__What you should do__
The entries below must be returned exactly as they stand.
____ Data for review
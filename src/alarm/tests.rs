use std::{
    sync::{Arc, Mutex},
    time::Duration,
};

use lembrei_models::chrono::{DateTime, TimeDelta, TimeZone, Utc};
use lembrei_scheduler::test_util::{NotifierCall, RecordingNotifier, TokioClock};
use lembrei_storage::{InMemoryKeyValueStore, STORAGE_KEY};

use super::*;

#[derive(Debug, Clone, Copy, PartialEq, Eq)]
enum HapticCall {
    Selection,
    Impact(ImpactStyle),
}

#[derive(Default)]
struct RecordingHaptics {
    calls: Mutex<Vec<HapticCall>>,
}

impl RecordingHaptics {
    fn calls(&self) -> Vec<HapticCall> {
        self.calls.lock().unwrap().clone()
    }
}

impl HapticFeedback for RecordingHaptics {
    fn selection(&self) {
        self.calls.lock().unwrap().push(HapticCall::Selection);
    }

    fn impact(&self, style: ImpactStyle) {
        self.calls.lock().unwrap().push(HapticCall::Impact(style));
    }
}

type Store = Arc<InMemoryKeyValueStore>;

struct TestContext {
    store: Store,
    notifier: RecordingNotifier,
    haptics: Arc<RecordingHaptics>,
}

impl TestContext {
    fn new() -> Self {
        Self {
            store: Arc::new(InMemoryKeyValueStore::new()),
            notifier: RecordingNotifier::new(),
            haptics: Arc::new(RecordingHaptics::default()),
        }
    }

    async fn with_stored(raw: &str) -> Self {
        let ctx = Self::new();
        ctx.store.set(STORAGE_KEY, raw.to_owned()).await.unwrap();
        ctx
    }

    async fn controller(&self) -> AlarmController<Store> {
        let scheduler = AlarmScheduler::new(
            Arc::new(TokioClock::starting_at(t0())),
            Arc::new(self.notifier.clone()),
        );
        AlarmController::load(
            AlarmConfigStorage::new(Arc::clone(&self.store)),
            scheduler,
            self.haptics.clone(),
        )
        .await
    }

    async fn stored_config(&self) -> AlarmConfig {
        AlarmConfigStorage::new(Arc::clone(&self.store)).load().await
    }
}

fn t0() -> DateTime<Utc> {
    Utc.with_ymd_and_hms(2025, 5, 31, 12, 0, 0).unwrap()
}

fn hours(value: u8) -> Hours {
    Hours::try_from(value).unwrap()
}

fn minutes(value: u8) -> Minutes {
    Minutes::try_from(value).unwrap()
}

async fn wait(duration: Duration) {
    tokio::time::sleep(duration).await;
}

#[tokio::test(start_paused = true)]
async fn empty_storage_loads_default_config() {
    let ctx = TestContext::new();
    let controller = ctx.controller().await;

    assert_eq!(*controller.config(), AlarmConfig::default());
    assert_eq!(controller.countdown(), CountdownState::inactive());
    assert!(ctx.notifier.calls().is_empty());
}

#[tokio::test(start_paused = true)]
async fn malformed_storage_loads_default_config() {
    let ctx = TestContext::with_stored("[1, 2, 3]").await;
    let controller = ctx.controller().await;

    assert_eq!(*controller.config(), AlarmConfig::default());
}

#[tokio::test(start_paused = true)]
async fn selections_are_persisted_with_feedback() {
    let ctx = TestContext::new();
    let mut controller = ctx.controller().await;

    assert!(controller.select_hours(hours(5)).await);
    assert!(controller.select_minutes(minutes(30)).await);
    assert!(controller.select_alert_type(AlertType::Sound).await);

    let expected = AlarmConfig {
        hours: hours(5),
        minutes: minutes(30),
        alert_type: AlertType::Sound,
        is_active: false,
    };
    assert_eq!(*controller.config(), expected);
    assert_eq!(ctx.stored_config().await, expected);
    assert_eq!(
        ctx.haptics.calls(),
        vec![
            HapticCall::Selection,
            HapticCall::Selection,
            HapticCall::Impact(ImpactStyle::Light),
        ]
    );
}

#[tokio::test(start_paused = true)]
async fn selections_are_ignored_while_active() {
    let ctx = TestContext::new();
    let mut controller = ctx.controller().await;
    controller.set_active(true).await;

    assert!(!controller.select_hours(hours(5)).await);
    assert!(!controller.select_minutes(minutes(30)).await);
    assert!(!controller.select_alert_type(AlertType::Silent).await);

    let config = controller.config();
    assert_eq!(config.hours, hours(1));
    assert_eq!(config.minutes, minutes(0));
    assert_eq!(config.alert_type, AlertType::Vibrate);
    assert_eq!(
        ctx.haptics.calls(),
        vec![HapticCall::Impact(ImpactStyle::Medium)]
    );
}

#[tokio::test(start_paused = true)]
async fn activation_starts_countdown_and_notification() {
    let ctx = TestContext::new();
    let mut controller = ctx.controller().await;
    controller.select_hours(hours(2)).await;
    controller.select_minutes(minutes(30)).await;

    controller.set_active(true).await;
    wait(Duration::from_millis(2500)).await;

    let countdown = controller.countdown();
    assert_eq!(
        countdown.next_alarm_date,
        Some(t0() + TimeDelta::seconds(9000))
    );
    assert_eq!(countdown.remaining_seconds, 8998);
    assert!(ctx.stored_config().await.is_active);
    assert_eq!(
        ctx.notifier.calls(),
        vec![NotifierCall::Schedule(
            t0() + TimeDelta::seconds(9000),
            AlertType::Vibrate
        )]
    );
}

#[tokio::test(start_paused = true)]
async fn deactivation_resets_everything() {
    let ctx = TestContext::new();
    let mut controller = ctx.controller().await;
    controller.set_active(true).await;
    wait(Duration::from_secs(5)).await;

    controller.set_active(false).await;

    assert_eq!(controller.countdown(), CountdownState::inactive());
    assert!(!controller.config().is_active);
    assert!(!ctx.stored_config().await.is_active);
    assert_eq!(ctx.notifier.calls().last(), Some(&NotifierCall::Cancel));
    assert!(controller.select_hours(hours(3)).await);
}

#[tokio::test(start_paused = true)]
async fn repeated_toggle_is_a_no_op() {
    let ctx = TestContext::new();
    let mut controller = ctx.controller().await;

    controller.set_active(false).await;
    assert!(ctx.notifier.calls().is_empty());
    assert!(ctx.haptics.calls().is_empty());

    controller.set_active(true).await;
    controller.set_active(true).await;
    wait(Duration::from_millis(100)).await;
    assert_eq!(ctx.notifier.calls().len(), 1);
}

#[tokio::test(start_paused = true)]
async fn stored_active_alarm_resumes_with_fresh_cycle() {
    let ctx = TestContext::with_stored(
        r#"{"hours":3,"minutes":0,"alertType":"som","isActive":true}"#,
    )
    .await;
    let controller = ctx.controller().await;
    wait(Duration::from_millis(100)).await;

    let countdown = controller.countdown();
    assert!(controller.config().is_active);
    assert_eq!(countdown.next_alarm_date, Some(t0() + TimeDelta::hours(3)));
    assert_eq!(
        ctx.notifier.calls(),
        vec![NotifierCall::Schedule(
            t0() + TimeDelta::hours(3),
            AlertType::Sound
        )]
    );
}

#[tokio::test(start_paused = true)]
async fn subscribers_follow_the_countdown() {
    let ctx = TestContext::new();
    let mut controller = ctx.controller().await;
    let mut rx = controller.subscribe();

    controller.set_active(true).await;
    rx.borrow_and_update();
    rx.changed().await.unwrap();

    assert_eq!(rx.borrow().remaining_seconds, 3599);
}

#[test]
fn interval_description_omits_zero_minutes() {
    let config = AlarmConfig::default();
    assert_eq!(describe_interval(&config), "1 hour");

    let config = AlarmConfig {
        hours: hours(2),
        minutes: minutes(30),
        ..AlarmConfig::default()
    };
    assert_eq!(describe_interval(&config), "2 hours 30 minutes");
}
________
__Response area__
filename src/alarm/tests.rs
use std::{
    sync::{Arc, Mutex},
    time::Duration,
};

use lembrei_models::chrono::{DateTime, TimeDelta, TimeZone, Utc};
use lembrei_scheduler::test_util::{NotifierCall, RecordingNotifier, TokioClock};
use lembrei_storage::{InMemoryKeyValueStore, STORAGE_KEY};

use super::*;

#[derive(Debug, Clone, Copy, PartialEq, Eq)]
enum HapticCall {
    Selection,
    Impact(ImpactStyle),
}

#[derive(Default)]
struct RecordingHaptics {
    calls: Mutex<Vec<HapticCall>>,
}

impl RecordingHaptics {
    fn calls(&self) -> Vec<HapticCall> {
        self.calls.lock().unwrap().clone()
    }
}

impl HapticFeedback for RecordingHaptics {
    fn selection(&self) {
        self.calls.lock().unwrap().push(HapticCall::Selection);
    }

    fn impact(&self, style: ImpactStyle) {
        self.calls.lock().unwrap().push(HapticCall::Impact(style));
    }
}

type Store = Arc<InMemoryKeyValueStore>;

struct TestContext {
    store: Store,
    notifier: RecordingNotifier,
    haptics: Arc<RecordingHaptics>,
}

impl TestContext {
    fn new() -> Self {
        Self {
            store: Arc::new(InMemoryKeyValueStore::new()),
            notifier: RecordingNotifier::new(),
            haptics: Arc::new(RecordingHaptics::default()),
        }
    }

    async fn with_stored(raw: &str) -> Self {
        let ctx = Self::new();
        ctx.store.set(STORAGE_KEY, raw.to_owned()).await.unwrap();
        ctx
    }

    async fn controller(&self) -> AlarmController<Store> {
        let scheduler = AlarmScheduler::new(
            Arc::new(TokioClock::starting_at(t0())),
            Arc::new(self.notifier.clone()),
        );
        AlarmController::load(
            AlarmConfigStorage::new(Arc::clone(&self.store)),
            scheduler,
            self.haptics.clone(),
        )
        .await
    }

    async fn stored_config(&self) -> AlarmConfig {
        AlarmConfigStorage::new(Arc::clone(&self.store)).load().await
    }
}

fn t0() -> DateTime<Utc> {
    Utc.with_ymd_and_hms(2025, 5, 31, 12, 0, 0).unwrap()
}

fn hours(value: u8) -> Hours {
    Hours::try_from(value).unwrap()
}

fn minutes(value: u8) -> Minutes {
    Minutes::try_from(value).unwrap()
}

async fn wait(duration: Duration) {
    tokio::time::sleep(duration).await;
}

#[tokio::test(start_paused = true)]
async fn empty_storage_loads_default_config() {
    let ctx = TestContext::new();
    let controller = ctx.controller().await;

    assert_eq!(*controller.config(), AlarmConfig::default());
    assert_eq!(controller.countdown(), CountdownState::inactive());
    assert!(ctx.notifier.calls().is_empty());
}

#[tokio::test(start_paused = true)]
async fn malformed_storage_loads_default_config() {
    let ctx = TestContext::with_stored("[1, 2, 3]").await;
    let controller = ctx.controller().await;

    assert_eq!(*controller.config(), AlarmConfig::default());
}

#[tokio::test(start_paused = true)]
async fn selections_are_persisted_with_feedback() {
    let ctx = TestContext::new();
    let mut controller = ctx.controller().await;

    assert!(controller.select_hours(hours(5)).await);
    assert!(controller.select_minutes(minutes(30)).await);
    assert!(controller.select_alert_type(AlertType::Sound).await);

    let expected = AlarmConfig {
        hours: hours(5),
        minutes: minutes(30),
        alert_type: AlertType::Sound,
        is_active: false,
    };
    assert_eq!(*controller.config(), expected);
    assert_eq!(ctx.stored_config().await, expected);
    assert_eq!(
        ctx.haptics.calls(),
        vec![
            HapticCall::Selection,
            HapticCall::Selection,
            HapticCall::Impact(ImpactStyle::Light),
        ]
    );
}

#[tokio::test(start_paused = true)]
async fn selections_are_ignored_while_active() {
    let ctx = TestContext::new();
    let mut controller = ctx.controller().await;
    controller.set_active(true).await;

    assert!(!controller.select_hours(hours(5)).await);
    assert!(!controller.select_minutes(minutes(30)).await);
    assert!(!controller.select_alert_type(AlertType::Silent).await);

    let config = controller.config();
    assert_eq!(config.hours, hours(1));
    assert_eq!(config.minutes, minutes(0));
    assert_eq!(config.alert_type, AlertType::Vibrate);
    assert_eq!(
        ctx.haptics.calls(),
        vec![HapticCall::Impact(ImpactStyle::Medium)]
    );
}

#[tokio::test(start_paused = true)]
async fn activation_starts_countdown_and_notification() {
    let ctx = TestContext::new();
    let mut controller = ctx.controller().await;
    controller.select_hours(hours(2)).await;
    controller.select_minutes(minutes(30)).await;

    controller.set_active(true).await;
    wait(Duration::from_millis(2500)).await;

    let countdown = controller.countdown();
    assert_eq!(
        countdown.next_alarm_date,
        Some(t0() + TimeDelta::seconds(9000))
    );
    assert_eq!(countdown.remaining_seconds, 8998);
    assert!(ctx.stored_config().await.is_active);
    assert_eq!(
        ctx.notifier.calls(),
        vec![NotifierCall::Schedule(
            t0() + TimeDelta::seconds(9000),
            AlertType::Vibrate
        )]
    );
}

#[tokio::test(start_paused = true)]
async fn deactivation_resets_everything() {
    let ctx = TestContext::new();
    let mut controller = ctx.controller().await;
    controller.set_active(true).await;
    wait(Duration::from_secs(5)).await;

    controller.set_active(false).await;

    assert_eq!(controller.countdown(), CountdownState::inactive());
    assert!(!controller.config().is_active);
    assert!(!ctx.stored_config().await.is_active);
    assert_eq!(ctx.notifier.calls().last(), Some(&NotifierCall::Cancel));
    assert!(controller.select_hours(hours(3)).await);
}

#[tokio::test(start_paused = true)]
async fn repeated_toggle_is_a_no_op() {
    let ctx = TestContext::new();
    let mut controller = ctx.controller().await;

    controller.set_active(false).await;
    assert!(ctx.notifier.calls().is_empty());
    assert!(ctx.haptics.calls().is_empty());

    controller.set_active(true).await;
    controller.set_active(true).await;
    wait(Duration::from_millis(100)).await;
    assert_eq!(ctx.notifier.calls().len(), 1);
}

#[tokio::test(start_paused = true)]
async fn stored_active_alarm_resumes_with_fresh_cycle() {
    let ctx = TestContext::with_stored(
        r#"{"hours":3,"minutes":0,"alertType":"som","isActive":true}"#,
    )
    .await;
    let controller = ctx.controller().await;
    wait(Duration::from_millis(100)).await;

    let countdown = controller.countdown();
    assert!(controller.config().is_active);
    assert_eq!(countdown.next_alarm_date, Some(t0() + TimeDelta::hours(3)));
    assert_eq!(
        ctx.notifier.calls(),
        vec![NotifierCall::Schedule(
            t0() + TimeDelta::hours(3),
            AlertType::Sound
        )]
    );
}

#[tokio::test(start_paused = true)]
async fn subscribers_follow_the_countdown() {
    let ctx = TestContext::new();
    let mut controller = ctx.controller().await;
    let mut rx = controller.subscribe();

    controller.set_active(true).await;
    rx.borrow_and_update();
    rx.changed().await.unwrap();

    assert_eq!(rx.borrow().remaining_seconds, 3599);
}

#[test]
fn interval_description_omits_zero_minutes() {
    let config = AlarmConfig::default();
    assert_eq!(describe_interval(&config), "1 hour");

    let config = AlarmConfig {
        hours: hours(2),
        minutes: minutes(30),
        ..AlarmConfig::default()
    };
    assert_eq!(describe_interval(&config), "2 hours 30 minutes");
}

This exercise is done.